use std::{
    collections::HashMap,
    fs,
    path::{Component, Path, PathBuf},
    time::{Duration, Instant},
};

use sha2::{Digest, Sha256};
use subtle::ConstantTimeEq;

use crate::{config::SecurityMode, domain::ChatId, errors::Error, Result};

// ============== API key ==============

#[derive(Clone, Copy, Debug, PartialEq, Eq)]
pub enum AuthFailure {
    /// No credential header was sent.
    Missing,
    /// A credential was sent but does not match.
    Invalid,
}

/// Shared-secret check for the HTTP API.
///
/// Both sides are hashed before comparison so the constant-time compare runs
/// over equal-length digests regardless of the presented key's length.
#[derive(Clone)]
pub struct ApiKeyGuard {
    digest: Option<[u8; 32]>,
}

impl std::fmt::Debug for ApiKeyGuard {
    fn fmt(&self, f: &mut std::fmt::Formatter<'_>) -> std::fmt::Result {
        f.debug_struct("ApiKeyGuard")
            .field("enabled", &self.digest.is_some())
            .finish()
    }
}

impl ApiKeyGuard {
    pub fn new(mode: SecurityMode, secret: Option<&str>) -> Result<Self> {
        match (mode, secret) {
            (SecurityMode::None, _) => Ok(Self { digest: None }),
            (SecurityMode::ApiKey, Some(s)) if !s.is_empty() => Ok(Self {
                digest: Some(sha256(s)),
            }),
            (SecurityMode::ApiKey, _) => Err(Error::Config(
                "api key security requires a secret".to_string(),
            )),
        }
    }

    pub fn disabled() -> Self {
        Self { digest: None }
    }

    pub fn is_enabled(&self) -> bool {
        self.digest.is_some()
    }

    /// Checks the first present credential among `candidates`.
    pub fn check(&self, candidates: &[Option<&str>]) -> std::result::Result<(), AuthFailure> {
        let Some(expected) = &self.digest else {
            return Ok(());
        };
        let Some(presented) = candidates.iter().flatten().next() else {
            return Err(AuthFailure::Missing);
        };
        if bool::from(sha256(presented).ct_eq(expected)) {
            Ok(())
        } else {
            Err(AuthFailure::Invalid)
        }
    }
}

fn sha256(s: &str) -> [u8; 32] {
    Sha256::digest(s.as_bytes()).into()
}

// ============== Rate Limiter (Token Bucket) ==============

#[derive(Clone, Debug)]
struct Bucket {
    tokens: f64,
    last_update: Instant,
}

/// Per-chat token bucket.
#[derive(Clone, Debug)]
pub struct RateLimiter {
    enabled: bool,
    max_tokens: f64,
    refill_per_sec: f64,
    buckets: HashMap<ChatId, Bucket>,
}

impl RateLimiter {
    pub fn new(enabled: bool, max_tokens: u32, window: Duration) -> Self {
        let max_tokens_f = f64::from(max_tokens.max(1));
        let window_secs = window.as_secs_f64().max(1e-9);

        Self {
            enabled,
            max_tokens: max_tokens_f,
            refill_per_sec: max_tokens_f / window_secs,
            buckets: HashMap::new(),
        }
    }

    /// Takes one token for `chat_id`. On refusal returns the wait until the next token.
    pub fn check(&mut self, chat_id: ChatId) -> std::result::Result<(), Duration> {
        self.check_at(chat_id, Instant::now())
    }

    pub fn check_at(
        &mut self,
        chat_id: ChatId,
        now: Instant,
    ) -> std::result::Result<(), Duration> {
        if !self.enabled {
            return Ok(());
        }

        let bucket = self.buckets.entry(chat_id).or_insert_with(|| Bucket {
            tokens: self.max_tokens,
            last_update: now,
        });

        let elapsed = now.saturating_duration_since(bucket.last_update).as_secs_f64();
        bucket.tokens = (bucket.tokens + elapsed * self.refill_per_sec).min(self.max_tokens);
        bucket.last_update = now;

        if bucket.tokens >= 1.0 {
            bucket.tokens -= 1.0;
            return Ok(());
        }

        let secs = (1.0 - bucket.tokens) / self.refill_per_sec;
        Err(Duration::from_secs_f64(secs.max(0.0)))
    }
}

// ============== Path containment ==============

/// True when `candidate` resolves (symlinks and `..` included) inside `dir`.
pub fn is_within_dir(candidate: &Path, dir: &Path) -> bool {
    let (Ok(resolved), Ok(root)) = (resolve(candidate), resolve(dir)) else {
        return false;
    };
    resolved != root && resolved.starts_with(&root)
}

fn resolve(p: &Path) -> Result<PathBuf> {
    if let Ok(canon) = fs::canonicalize(p) {
        return Ok(canon);
    }

    let absolute = if p.is_absolute() {
        p.to_path_buf()
    } else {
        std::env::current_dir().map_err(Error::Io)?.join(p)
    };
    Ok(normalize_path(&absolute))
}

/// Lexical normalization used when the path does not exist yet.
fn normalize_path(p: &Path) -> PathBuf {
    let mut out = PathBuf::new();
    for c in p.components() {
        match c {
            Component::CurDir => {}
            Component::ParentDir => {
                out.pop();
            }
            other => out.push(other.as_os_str()),
        }
    }
    out
}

__Try it__: From the data, pick out every line that includes "when".

__Reply to the task__:
/// True when `candidate` resolves (symlinks and `..` included) inside `dir`.
/// Lexical normalization used when the path does not exist yet.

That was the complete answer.